fn diff_column(plan: &mut Plan<'_>, field: &Field, current: &CatalogColumn) {
    let entity = plan.entity;
    let name = field.name.as_str();
    let spec = &field.spec;

    if current.name != name {
        let rename = ddl::rename_column(entity, &current.name, name);
        plan.push(MigrationReason::ColumnRenamed, &[rename]);
    }

    match (&spec.default, &current.column_default) {
        (None, Some(_)) => {
            plan.push(
                MigrationReason::ColumnDefaultUpdated,
                &[ddl::drop_default(entity, name)],
            );
        }
        (Some(default), existing) => {
            let declared = normalize_default(&default.finalize().text);
            if existing.as_deref().map(normalize_default) != Some(declared) {
                plan.push(
                    MigrationReason::ColumnDefaultUpdated,
                    &[ddl::set_default(entity, name, default)],
                );
            }
        }
        (None, None) => {}
    }

    if !spec
        .column_type
        .matches_catalog(&current.data_type, &current.udt_name)
    {
        plan.push(
            MigrationReason::ColumnTypeUpdated,
            &[ddl::alter_type(entity, name, spec)],
        );
    }

    if current.is_nullable != spec.nullable {
        plan.push(
            MigrationReason::ColumnTypeUpdated,
            &[ddl::alter_nullability(entity, name, spec.nullable)],
        );
    }
}
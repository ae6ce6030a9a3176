//! Multi-row INSERT builder.
//!
//! Values are cast to the declared column type rather than the type inferred
//! from the value, so a column keeps its type whatever the caller passes.

use std::sync::Arc;

use serde::de::DeserializeOwned;
use serde::Serialize;
use tracing::debug;

use crate::entity::Entity;
use crate::error::{Result, SqlError};
use crate::executor::{QueryExecutor, Row};
use crate::prepared::{quote_identifier, PreparedQuery, QueryParam};
use crate::value::{QueryVariable, SqlValue};

/// An INSERT into one entity.
#[derive(Debug, Clone, PartialEq)]
pub struct InsertBuilder {
    entity: Arc<Entity>,
    columns: Vec<String>,
    rows: Vec<Vec<QueryVariable>>,
    returning: Vec<String>,
}

impl InsertBuilder {
    /// Binds every declared column of `entity`, in declaration order.
    #[must_use]
    pub fn new(entity: &Arc<Entity>) -> Self {
        Self {
            entity: Arc::clone(entity),
            columns: entity.column_names().map(String::from).collect(),
            rows: Vec::new(),
            returning: Vec::new(),
        }
    }

    /// Binds an explicit list of columns.
    pub fn with_columns(entity: &Arc<Entity>, columns: &[&str]) -> Result<Self> {
        for column in columns {
            entity.require_column(column)?;
        }
        Ok(Self {
            columns: columns.iter().map(|c| String::from(*c)).collect(),
            ..Self::new(entity)
        })
    }

    /// Bound columns.
    #[must_use]
    pub fn columns(&self) -> &[String] {
        &self.columns
    }

    /// Adds rows. Every row must be an object carrying every bound column.
    pub fn add_rows<T: Serialize>(&self, rows: &[T]) -> Result<Self> {
        let mut next = self.clone();
        for row in rows {
            let position = next.rows.len();
            let serde_json::Value::Object(mut object) = serde_json::to_value(row)? else {
                return Err(SqlError::InvalidInsertRow(position));
            };
            let mut values = Vec::with_capacity(self.columns.len());
            for column in &self.columns {
                let value = object
                    .remove(column)
                    .ok_or_else(|| SqlError::MissingInsertColumn {
                        row: position,
                        column: column.clone(),
                    })?;
                let spec = self.entity.require_column(column)?;
                let column_type = spec.column_type;
                let value = SqlValue::from_json(
                    value,
                    column_type.sql_type.is_json() && !column_type.is_array,
                );
                values.push(QueryVariable::typed(&value, column_type.sql_type.value_cast())?);
            }
            next.rows.push(values);
        }
        Ok(next)
    }

    /// Narrows the RETURNING clause.
    pub fn returning(&self, columns: &[&str]) -> Result<Self> {
        for column in columns {
            self.entity.require_column(column)?;
        }
        let mut next = self.clone();
        next.returning = columns.iter().map(|c| String::from(*c)).collect();
        Ok(next)
    }

    /// Builds the statement.
    pub fn get_query(&self) -> Result<PreparedQuery> {
        self.entity.require_fields()?;
        if self.columns.is_empty() {
            return Err(SqlError::EmptyEntity(self.entity.display_name()));
        }
        if self.rows.is_empty() {
            return Err(SqlError::EmptyInsert);
        }

        let columns: Vec<String> = self.columns.iter().map(|c| quote_identifier(c)).collect();
        let comma = PreparedQuery::raw(",");
        let tuples = self
            .rows
            .iter()
            .map(|row| {
                let values = row
                    .iter()
                    .map(|var| PreparedQuery::param(QueryParam::Variable(var.clone())));
                PreparedQuery::join(values, Some(&comma)).map(|q| q.brackets())
            })
            .collect::<Result<Vec<_>>>()?;

        let mut query = PreparedQuery::join(tuples, Some(&comma))?.prefix(&format!(
            "INSERT INTO {} ({}) VALUES ",
            self.entity.qualified_name(),
            columns.join(",")
        ));
        if !self.returning.is_empty() {
            let returning: Vec<String> =
                self.returning.iter().map(|c| quote_identifier(c)).collect();
            query = query.suffix(&format!(" RETURNING {}", returning.join(",")));
        }
        Ok(query)
    }

    /// Runs the INSERT, returning the RETURNING rows (empty without RETURNING).
    pub async fn execute<E: QueryExecutor>(&self, executor: &mut E) -> Result<Vec<Row>> {
        let query = self.get_query()?.finalize();
        debug!(
            entity = %self.entity.display_name(),
            rows = self.rows.len(),
            "Inserting rows"
        );
        if self.returning.is_empty() {
            executor.execute(&query).await?;
            Ok(Vec::new())
        } else {
            executor.fetch_all(&query).await
        }
    }

    /// Runs the INSERT and deserializes the RETURNING rows.
    pub async fn execute_as<T, E>(&self, executor: &mut E) -> Result<Vec<T>>
    where
        T: DeserializeOwned,
        E: QueryExecutor,
    {
        self.execute(executor)
            .await?
            .into_iter()
            .map(|row| serde_json::from_value(serde_json::Value::Object(row)).map_err(Into::into))
            .collect()
    }
}

#[cfg(test)]
mod tests {
    use super::*;
    use crate::entity::ColumnSpec;
    use crate::value::{SqlType, WireValue};
    use serde_json::json;

    fn user() -> Arc<Entity> {
        Entity::builder("public", "test_user")
            .column("id", SqlType::Uuid)
            .column("name", SqlType::Text)
            .column("meta", SqlType::Jsonb)
            .build()
            .unwrap()
    }

    #[test]
    fn test_insert_casts_from_declared_types() {
        let query = InsertBuilder::new(&user())
            .add_rows(&[json!({
                "id": "6f0dea07-3a5f-4e9d-9a3b-6d2a3c1f0b11",
                "name": "test",
                "meta": {"isCool": true}
            })])
            .unwrap()
            .get_query()
            .unwrap()
            .finalize();
        assert_eq!(
            query.text,
            r#"INSERT INTO "public"."test_user" ("id","name","meta") VALUES ($1::text,$2::text,$3::jsonb)"#
        );
        assert_eq!(
            query.values,
            vec![
                WireValue::Text("6f0dea07-3a5f-4e9d-9a3b-6d2a3c1f0b11".into()),
                WireValue::Text("test".into()),
                WireValue::Text(r#"{"isCool":true}"#.into()),
            ]
        );
    }

    #[test]
    fn test_missing_column_fails_at_add_time() {
        let err = InsertBuilder::new(&user())
            .add_rows(&[json!({"id": "x", "name": "n"})])
            .unwrap_err();
        assert!(matches!(
            err,
            SqlError::MissingInsertColumn { row: 0, ref column } if column == "meta"
        ));
    }

    #[test]
    fn test_zero_rows_is_rejected() {
        let err = InsertBuilder::new(&user()).get_query().unwrap_err();
        assert!(matches!(err, SqlError::EmptyInsert));
    }

    #[test]
    fn test_entity_without_fields_is_rejected() {
        let empty = Entity::builder("public", "empty").build().unwrap();
        let err = InsertBuilder::new(&empty).get_query().unwrap_err();
        assert!(matches!(err, SqlError::EmptyEntity(_)));
    }

    #[test]
    fn test_numeric_column_fed_a_string() {
        let entity = Entity::builder("public", "counter")
            .column("total", SqlType::Integer)
            .field("tags", ColumnSpec::new(crate::value::ColumnType::array_of(SqlType::Text)))
            .build()
            .unwrap();
        let query = InsertBuilder::new(&entity)
            .add_rows(&[json!({"total": "12", "tags": ["a", "b"]}), json!({"total": 3, "tags": []})])
            .unwrap()
            .returning(&["total"])
            .unwrap()
            .get_query()
            .unwrap()
            .finalize();
        assert_eq!(
            query.text,
            concat!(
                r#"INSERT INTO "public"."counter" ("total","tags") VALUES "#,
                r#"($1::integer,$2::text[]),($3::integer,$4::text[]) RETURNING "total""#
            )
        );
        assert_eq!(query.values[0], WireValue::Text("12".into()));
        assert_eq!(query.values[3], WireValue::Array(vec![]));
    }

    #[test]
    fn test_non_object_row_is_rejected() {
        let err = InsertBuilder::new(&user()).add_rows(&[json!(1)]).unwrap_err();
        assert!(matches!(err, SqlError::InvalidInsertRow(0)));
    }
}
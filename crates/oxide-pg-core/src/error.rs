//! Error types for query construction, row decoding, and schema diffing.

use thiserror::Error;

use crate::prepared::FinalizedQuery;

/// Boxed driver error carried by [`SqlError::QueryFailed`].
pub type BoxError = Box<dyn std::error::Error + Send + Sync + 'static>;

/// Errors raised while building, executing, or diffing queries.
#[derive(Debug, Error)]
pub enum SqlError {
    /// The SQL type of a parameter could not be inferred.
    #[error("unknown query parameter type for value {value}; use an explicit cast helper")]
    UnknownParameterType {
        /// Debug rendering of the offending value.
        value: String,
    },

    /// A value cannot be serialized for the requested SQL type.
    #[error("value {value} cannot be sent as {sql_type}")]
    UnsupportedValue {
        /// Debug rendering of the offending value.
        value: String,
        /// Target SQL type name.
        sql_type: String,
    },

    /// A table, column, alias, or index name is not lower snake case.
    #[error("invalid {kind} name '{name}': expected lower_snake_case")]
    InvalidIdentifier {
        /// What kind of identifier was rejected.
        kind: &'static str,
        /// The rejected name.
        name: String,
    },

    /// An identifier PostgreSQL would silently truncate.
    #[error("{kind} name '{name}' is longer than 63 bytes")]
    IdentifierTooLong {
        /// What kind of identifier was rejected.
        kind: &'static str,
        /// The rejected name.
        name: String,
    },

    /// A template was given a different number of arguments than slots.
    #[error("template has {slots} slots but {args} arguments were given")]
    TemplateArity {
        /// Number of `{}` slots in the template.
        slots: usize,
        /// Number of arguments supplied.
        args: usize,
    },

    /// `join` was called without any query.
    #[error("cannot join an empty list of queries")]
    EmptyJoin,

    /// `open_where` was called on a builder that already holds a condition.
    #[error("where clause is already opened")]
    WhereAlreadyOpened,

    /// An AND chain and an OR chain were mixed on the same builder.
    #[error("cannot chain {attempted} onto a where clause chained with {existing}")]
    MixedBoolExpr {
        /// Operator the builder is bound to.
        existing: &'static str,
        /// Operator that was attempted.
        attempted: &'static str,
    },

    /// A condition referenced an alias that is not part of the statement.
    #[error("unknown alias '{alias}'; known aliases: [{}]", .known.join(", "))]
    UnknownAlias {
        /// The unresolved alias.
        alias: String,
        /// Aliases registered on the statement.
        known: Vec<String>,
    },

    /// An alias was used twice in one statement.
    #[error("alias '{0}' is already used in this statement")]
    DuplicateAlias(String),

    /// Two selections would come back under the same result label.
    #[error("result label '{0}' is produced twice in this statement")]
    DuplicateLabel(String),

    /// A select named no columns.
    #[error("select on {0} names no columns")]
    EmptySelection(String),

    /// A column is not declared on the entity.
    #[error("column '{column}' is not declared on {entity}")]
    UnknownColumn {
        /// Qualified entity name.
        entity: String,
        /// The unknown column.
        column: String,
    },

    /// A JSON path was rooted at a column that is not `json`/`jsonb`.
    #[error("column '{column}' of {entity} is not a json column")]
    NotJsonColumn {
        /// Qualified entity name.
        entity: String,
        /// The non-json column.
        column: String,
    },

    /// A column was declared twice on one entity.
    #[error("column '{column}' is declared twice on {entity}")]
    DuplicateColumn {
        /// Qualified entity name.
        entity: String,
        /// The duplicated column.
        column: String,
    },

    /// An entity with the same schema and table was registered twice.
    #[error("entity {0} is already registered")]
    DuplicateEntity(String),

    /// Two indexes with the same name were declared on one entity.
    #[error("index '{index}' is declared twice on {entity}")]
    DuplicateIndex {
        /// Qualified entity name.
        entity: String,
        /// The duplicated index name.
        index: String,
    },

    /// An index definition carried query parameters.
    #[error("index '{0}' must not contain query parameters")]
    ParameterizedIndex(String),

    /// A column default carried query parameters.
    #[error("default of column '{0}' must not contain query parameters")]
    ParameterizedDefault(String),

    /// An entity without fields was used where columns are required.
    #[error("entity {0} declares no fields")]
    EmptyEntity(String),

    /// An inserted row lacks one of the bound columns.
    #[error("insert row {row} is missing column '{column}'")]
    MissingInsertColumn {
        /// Zero-based position of the row in the insert.
        row: usize,
        /// The missing column.
        column: String,
    },

    /// An insert row was not a JSON object.
    #[error("insert row {0} is not an object")]
    InvalidInsertRow(usize),

    /// An INSERT was built without rows.
    #[error("cannot build an insert without rows")]
    EmptyInsert,

    /// A raw selection did not match its decoder.
    #[error("invalid value for '{key}': expected {expected}, got {value}")]
    InvalidValue {
        /// Result key of the raw selection.
        key: String,
        /// What the decoder expected.
        expected: &'static str,
        /// The rejected value.
        value: String,
    },

    /// A reconstructed row could not be deserialized.
    #[error("failed to decode row: {0}")]
    Decode(#[from] serde_json::Error),

    /// More than one catalog column matched a declared column.
    #[error("column '{column}' of {entity} matches several existing columns: [{}]", .matches.join(", "))]
    AmbiguousColumn {
        /// Qualified entity name.
        entity: String,
        /// The declared column.
        column: String,
        /// Names of the matching catalog columns.
        matches: Vec<String>,
    },

    /// The database rejected a query.
    #[error("query failed: {source}\n  query: {query}")]
    QueryFailed {
        /// The query that was sent.
        query: Box<FinalizedQuery>,
        /// The driver error.
        #[source]
        source: BoxError,
    },
}

impl SqlError {
    /// Wraps a driver error together with the query that caused it.
    pub fn query_failed(query: &FinalizedQuery, source: impl Into<BoxError>) -> Self {
        Self::QueryFailed {
            query: Box::new(query.clone()),
            source: source.into(),
        }
    }
}

/// Result type alias for core operations.
pub type Result<T> = std::result::Result<T, SqlError>;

※

PROBLEM STATEMENT:
Show each line in the data where the string "diffing" appears.

TASK RESPONSE:
//! Error types for query construction, row decoding, and schema diffing.
/// Errors raised while building, executing, or diffing queries.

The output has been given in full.